Nella circostanza, nel retrobottega del bar, veniva rinvenuto un ingente quantitativo di materiale esplodente di quinta categoria, costituito da batterie pirotecniche (cc.dd. cassette cinesi) da 100 colpi cadauna e alcuni candelotti, per un totale di 170 kg. lordi, con un principio attivo di 40 kg.
All’interno del locale dove è stato rinvenuto il materiale esplodente, posto al piano terra di un piccolo stabile con sovrastante un immobile per civile abitazione, oltre a due slot machine installate senza alcuna autorizzazione e non collegate alla rete dei Monopoli di Stato, si trovavano anche alcune bombole di gas che, in caso di eventi critici come un incendio o l’innesco del materiale esplodente, avrebbero potuto causare una potentissima esplosione tale da demolire l’intero edificio.
Per porre in sicurezza tutto il materiale esplodente trovato all’interno dell’esercizio pubblico, interveniva il personale del Nucleo Artificieri della Questura di Catania; successivamente, tutto il materiale veniva rimosso e affidato per la custodia a una ditta autorizzata di questa provincia.

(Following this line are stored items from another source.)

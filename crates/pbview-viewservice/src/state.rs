//! View state machine
//!
//! Holds the current view and decides when it may move on. A new view is
//! only ever committed after the primary of the current view has
//! acknowledged it; otherwise two servers could each believe they hold an
//! authoritative view.

use crate::failure::FailureDetector;
use crate::idle::{IdlePool, IdleServer, SelectionPolicy};
use pbview_core::{ServerId, View, ViewNumber};

/// All mutable state of the view service
#[derive(Debug)]
pub struct ViewState {
    /// `None` until the first server reports
    current: Option<View>,

    /// Proposed successor of `current`
    pending: Option<View>,

    /// The primary of `current` has confirmed it runs `current.viewnum`
    acknowledged: bool,

    detector: FailureDetector,

    idle: IdlePool,
}

impl ViewState {
    pub fn new(dead_pings: u32) -> Self {
        Self {
            current: None,
            pending: None,
            acknowledged: false,
            detector: FailureDetector::new(dead_pings),
            idle: IdlePool::new(dead_pings),
        }
    }

    /// Use a custom policy for choosing which idle server becomes backup
    pub fn with_policy(dead_pings: u32, policy: Box<dyn SelectionPolicy>) -> Self {
        Self {
            idle: IdlePool::with_policy(dead_pings, policy),
            ..Self::new(dead_pings)
        }
    }

    /// Handle a liveness report from `caller`, which runs `viewnum`
    /// (0 after a fresh start). Returns the current view.
    pub fn ping(&mut self, caller: &ServerId, viewnum: ViewNumber) -> View {
        if viewnum == 0 {
            self.on_fresh_start(caller);
        } else {
            self.on_acknowledge(caller, viewnum);
        }
        self.refresh(caller);
        self.get()
    }

    /// The current view, or the uninitialized view when nobody reported yet
    pub fn get(&self) -> View {
        self.current.clone().unwrap_or_else(View::uninitialized)
    }

    /// Advance the failure detector by one tick
    pub fn tick(&mut self) {
        for server in self.idle.age() {
            tracing::debug!(%server, "idle server presumed dead");
        }
        self.detector.advance(self.current.as_ref());
        if self.acknowledged {
            self.try_transition();
        }
    }

    pub fn acknowledged(&self) -> bool {
        self.acknowledged
    }

    pub fn pending(&self) -> Option<&View> {
        self.pending.as_ref()
    }

    pub fn detector(&self) -> &FailureDetector {
        &self.detector
    }

    pub fn idle(&self) -> &IdlePool {
        &self.idle
    }

    fn on_fresh_start(&mut self, caller: &ServerId) {
        if caller.is_empty() {
            return;
        }
        let Some(view) = self.current.as_ref() else {
            let view = View::initial(caller.clone());
            tracing::info!(viewnum = view.viewnum, primary = %caller, "first view installed");
            self.current = Some(view);
            return;
        };

        if view.is_primary(caller) {
            tracing::info!(primary = %caller, viewnum = view.viewnum, "primary restarted");
            self.detector.expire_primary();
            if self.acknowledged {
                self.try_transition();
            }
        } else if !view.is_backup(caller) {
            self.idle.refresh(caller.clone());
        }
    }

    fn on_acknowledge(&mut self, caller: &ServerId, viewnum: ViewNumber) {
        let Some(view) = self.current.as_ref() else {
            return;
        };
        if !view.is_primary(caller) || view.viewnum != viewnum {
            return;
        }
        if !self.acknowledged {
            tracing::debug!(primary = %caller, viewnum, "view acknowledged");
        }
        self.acknowledged = true;
        self.try_transition();
    }

    fn refresh(&mut self, caller: &ServerId) {
        if caller.is_empty() {
            return;
        }
        match self.current.as_ref() {
            Some(view) if view.is_primary(caller) => self.detector.refresh_primary(),
            Some(view) if view.is_backup(caller) => self.detector.refresh_backup(),
            _ => self.idle.refresh(caller.clone()),
        }
    }

    /// Move past an acknowledged view if the roles need to change. Returns
    /// whether a new view was committed; a commit clears `acknowledged`.
    fn try_transition(&mut self) -> bool {
        if !self.acknowledged {
            return false;
        }
        let Some((next, candidate)) = self.propose() else {
            return false;
        };
        self.pending = Some(next);
        self.commit(candidate)
    }

    /// Work out the successor view from the liveness of both role holders.
    /// Also returns the idle server drawn for the backup slot, if any.
    fn propose(&mut self) -> Option<(View, Option<IdleServer>)> {
        let view = self.current.as_ref()?;
        if view.backup.is_none() && self.idle.is_empty() {
            return None;
        }

        let (primary, candidate) = match (
            self.detector.primary_alive(),
            self.detector.backup_alive(),
        ) {
            (true, false) => (view.primary.clone(), self.idle.take()),
            (false, true) => (view.backup.clone(), self.idle.take()),
            // Only a former backup holds current state, so an idle server
            // is never made primary.
            (false, false) => (None, None),
            (true, true) => return None,
        };
        let backup = candidate.as_ref().map(|c| c.id.clone());
        Some((view.successor(primary, backup), candidate))
    }

    fn commit(&mut self, candidate: Option<IdleServer>) -> bool {
        let (Some(current), Some(next)) = (self.current.as_ref(), self.pending.take()) else {
            return false;
        };
        if next.same_roles(current) {
            debug_assert!(candidate.is_none(), "a drawn candidate always changes the roles");
            return false;
        }

        self.detector
            .reassign(current, &next, candidate.map(|c| c.ttl));
        for server in next.primary.iter().chain(next.backup.iter()) {
            self.idle.remove(server);
        }

        tracing::info!(from = current.viewnum, view = %next, "view changed");
        self.current = Some(next);
        self.acknowledged = false;
        true
    }
}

Il titolare del bar, B.D.C. di anni 31, in considerazione della quantità e qualità del materiale esplodente con elevata potenzialità, idoneo a provocare un’esplosione con rilevante effetto distruttivo, veniva tratto in arresto perché colto in flagranza del reato previsto dall’art. 2 della legge 895/67 che punisce “chiunque illegalmente detiene a qualsiasi titolo le armi o parti di esse, le munizioni, gli esplosivi, gli aggressivi chimici (…)” con la reclusione da uno a otto anni.
Pertanto, su disposizione del Magistrato di turno, l’uomo veniva associato presso la locale Casa Circondariale di Piazza Lanza.
Adesso, per preservare la sicurezza pubblica e scongiurare ogni eventuale, possibile, reiterazione della condotta illecita che metterebbe a repentaglio l’incolumità di quanti abitano quell’edificio e le case vicine, il Questore di Catania dott. Mario Della Cioppa, nella sua qualità di Autorità di Pubblica Sicurezza, sta esaminando l’adozione di un provvedimento di applicazione dell’art. 100 del Testo Unico delle Leggi di P.S. che comporterà la chiusura del locale per un congruo periodo.